(Dataset entries)

=== Begin Enclosure ===

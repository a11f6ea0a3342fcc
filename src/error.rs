//! Error types for rules operations.
//!
//! Every error is reported before any state is touched: a rejected call
//! leaves the game exactly as it was.

use thiserror::Error;

use crate::core::{Color, Position, TokenId};

/// Errors that can occur when driving the rules engine.
#[derive(Error, Debug, Clone, PartialEq, Eq)]
pub enum RulesError {
    /// The token cannot move with this roll, or the color/roll is stale.
    #[error("illegal move: {color} token {token} cannot move with a roll of {roll}")]
    IllegalMove { color: Color, token: TokenId, roll: u8 },

    /// A mutating call was made after the game was won.
    #[error("game is already over: {winner} has won")]
    GameAlreadyOver { winner: Color },

    /// The die source produced a value outside 1-6.
    #[error("invalid die value: {0} (must be 1-6)")]
    InvalidDieValue(u8),

    /// A turn-controller call was made in the wrong phase.
    #[error("unexpected phase: expected {expected}, found {found}")]
    UnexpectedPhase {
        expected: &'static str,
        found: &'static str,
    },

    /// A hand-built state holds a position its color can never reach.
    #[error("invalid position for {color} token {token}: {position}")]
    InvalidPosition {
        color: Color,
        token: TokenId,
        position: Position,
    },

    /// A decoded state names a winner its tokens do not back up.
    #[error("recorded winner {recorded:?} does not match finished tokens ({finished:?})")]
    WinnerMismatch {
        recorded: Option<Color>,
        finished: Option<Color>,
    },
}

/// Result type alias for rules operations.
pub type RulesResult<T> = Result<T, RulesError>;

#[cfg(test)]
mod tests {
    use super::*;

    #[test]
    fn test_illegal_move_display() {
        let err = RulesError::IllegalMove {
            color: Color::Red,
            token: TokenId::new(1),
            roll: 2,
        };
        assert_eq!(
            err.to_string(),
            "illegal move: Red token 1 cannot move with a roll of 2"
        );
    }

    #[test]
    fn test_game_over_display() {
        let err = RulesError::GameAlreadyOver { winner: Color::Blue };
        assert_eq!(err.to_string(), "game is already over: Blue has won");
    }

    #[test]
    fn test_invalid_die_display() {
        assert_eq!(
            RulesError::InvalidDieValue(7).to_string(),
            "invalid die value: 7 (must be 1-6)"
        );
    }

    #[test]
    fn test_invalid_position_display() {
        let err = RulesError::InvalidPosition {
            color: Color::Green,
            token: TokenId::new(4),
            position: Position::Ring(13),
        };
        assert_eq!(err.to_string(), "invalid position for Green token 4: ring 13");
    }

    #[test]
    fn test_winner_mismatch_display() {
        let err = RulesError::WinnerMismatch {
            recorded: Some(Color::Red),
            finished: None,
        };
        assert_eq!(
            err.to_string(),
            "recorded winner Some(Red) does not match finished tokens (None)"
        );
    }
}
//! Dice and deterministic random number generation.
//!
//! ## Key Features
//!
//! - **Validated rolls**: `DieRoll` can only hold 1-6
//! - **Injectable**: the engine only sees the `Die` trait
//! - **Deterministic**: same seed produces identical rolls
//! - **Resumable**: `GameRngState` picks the roll sequence up where it stopped
//!
//! ## Usage
//!
//! ```
//! use ludo_engine::core::{roll_die, Die, GameRng};
//!
//! let mut rng = GameRng::new(42);
//! let roll = roll_die(&mut rng);
//! assert!((1..=6).contains(&roll.value()));
//!
//! // Same seed, same rolls
//! let mut again = GameRng::new(42);
//! assert_eq!(again.roll(), roll);
//! ```

use rand::{Rng, SeedableRng};
use rand_chacha::ChaCha8Rng;
use serde::{Deserialize, Serialize};
use std::collections::VecDeque;

use crate::error::{RulesError, RulesResult};

/// Number of faces on the die.
pub const DIE_FACES: u8 = 6;

/// A single die value, always in `1..=6`.
#[derive(Clone, Copy, Debug, PartialEq, Eq, PartialOrd, Ord, Hash, Serialize, Deserialize)]
#[serde(try_from = "u8", into = "u8")]
pub struct DieRoll(u8);

impl DieRoll {
    /// The roll that lets a token leave the yard and grants an extra turn.
    pub const SIX: DieRoll = DieRoll(6);

    /// Validate a raw die value.
    pub fn new(value: u8) -> RulesResult<Self> {
        if (1..=DIE_FACES).contains(&value) {
            Ok(Self(value))
        } else {
            Err(RulesError::InvalidDieValue(value))
        }
    }

    #[must_use]
    pub const fn value(self) -> u8 {
        self.0
    }

    #[must_use]
    pub const fn is_six(self) -> bool {
        self.0 == DIE_FACES
    }
}

impl TryFrom<u8> for DieRoll {
    type Error = RulesError;

    fn try_from(value: u8) -> Result<Self, Self::Error> {
        Self::new(value)
    }
}

impl From<DieRoll> for u8 {
    fn from(roll: DieRoll) -> Self {
        roll.0
    }
}

impl std::fmt::Display for DieRoll {
    fn fmt(&self, f: &mut std::fmt::Formatter<'_>) -> std::fmt::Result {
        write!(f, "{}", self.0)
    }
}

/// Source of die rolls.
///
/// The engine never rolls on its own; callers inject a `Die`.
/// Production code uses a uniformly distributed source such as `GameRng`.
pub trait Die {
    /// Roll once.
    fn roll(&mut self) -> DieRoll;
}

impl<D: Die + ?Sized> Die for &mut D {
    fn roll(&mut self) -> DieRoll {
        (**self).roll()
    }
}

/// Roll the injected die once.
pub fn roll_die(die: &mut impl Die) -> DieRoll {
    die.roll()
}

/// Seeded die and tie-break source.
///
/// Uses ChaCha8 for speed while keeping a uniform distribution.
#[derive(Clone, Debug)]
pub struct GameRng {
    inner: ChaCha8Rng,
    seed: u64,
}

impl GameRng {
    /// Create a new RNG with the given seed.
    #[must_use]
    pub fn new(seed: u64) -> Self {
        Self {
            inner: ChaCha8Rng::seed_from_u64(seed),
            seed,
        }
    }

    /// Uniform index in `range`.
    pub fn gen_range_usize(&mut self, range: std::ops::Range<usize>) -> usize {
        self.inner.gen_range(range)
    }

    /// Where the stream stands, for resuming a stopped game.
    #[must_use]
    pub fn state(&self) -> GameRngState {
        GameRngState {
            seed: self.seed,
            word_pos: self.inner.get_word_pos(),
        }
    }

    /// Continue the stream recorded in `state`.
    #[must_use]
    pub fn from_state(state: &GameRngState) -> Self {
        let mut inner = ChaCha8Rng::seed_from_u64(state.seed);
        inner.set_word_pos(state.word_pos);
        Self {
            inner,
            seed: state.seed,
        }
    }
}

impl Die for GameRng {
    fn roll(&mut self) -> DieRoll {
        DieRoll(self.inner.gen_range(1..=DIE_FACES))
    }
}

/// Position in a seeded roll stream.
#[derive(Clone, Copy, Debug, PartialEq, Eq, Serialize, Deserialize)]
pub struct GameRngState {
    pub seed: u64,
    /// ChaCha8 word position
    pub word_pos: u128,
}

/// A die that replays a fixed sequence of rolls.
///
/// Used for tests and for replaying a recorded game. Once the script is
/// exhausted it falls back to the seeded RNG.
#[derive(Clone, Debug)]
pub struct ScriptedDie {
    script: VecDeque<DieRoll>,
    fallback: GameRng,
}

impl ScriptedDie {
    /// Create a die from raw values, validating each one.
    pub fn new(values: impl IntoIterator<Item = u8>) -> RulesResult<Self> {
        let script = values
            .into_iter()
            .map(DieRoll::new)
            .collect::<RulesResult<VecDeque<_>>>()?;
        Ok(Self {
            script,
            fallback: GameRng::new(0),
        })
    }

    /// Rolls left in the script.
    #[must_use]
    pub fn remaining(&self) -> usize {
        self.script.len()
    }
}

impl Die for ScriptedDie {
    fn roll(&mut self) -> DieRoll {
        match self.script.pop_front() {
            Some(roll) => roll,
            None => self.fallback.roll(),
        }
    }
}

=== End Enclosure ===

From the data above, copy each line with the string "cannot" in it.

- ANSWER SPACE -
    /// The token cannot move with this roll, or the color/roll is stale.
    #[error("illegal move: {color} token {token} cannot move with a roll of {roll}")]
            "illegal move: Red token 1 cannot move with a roll of 2"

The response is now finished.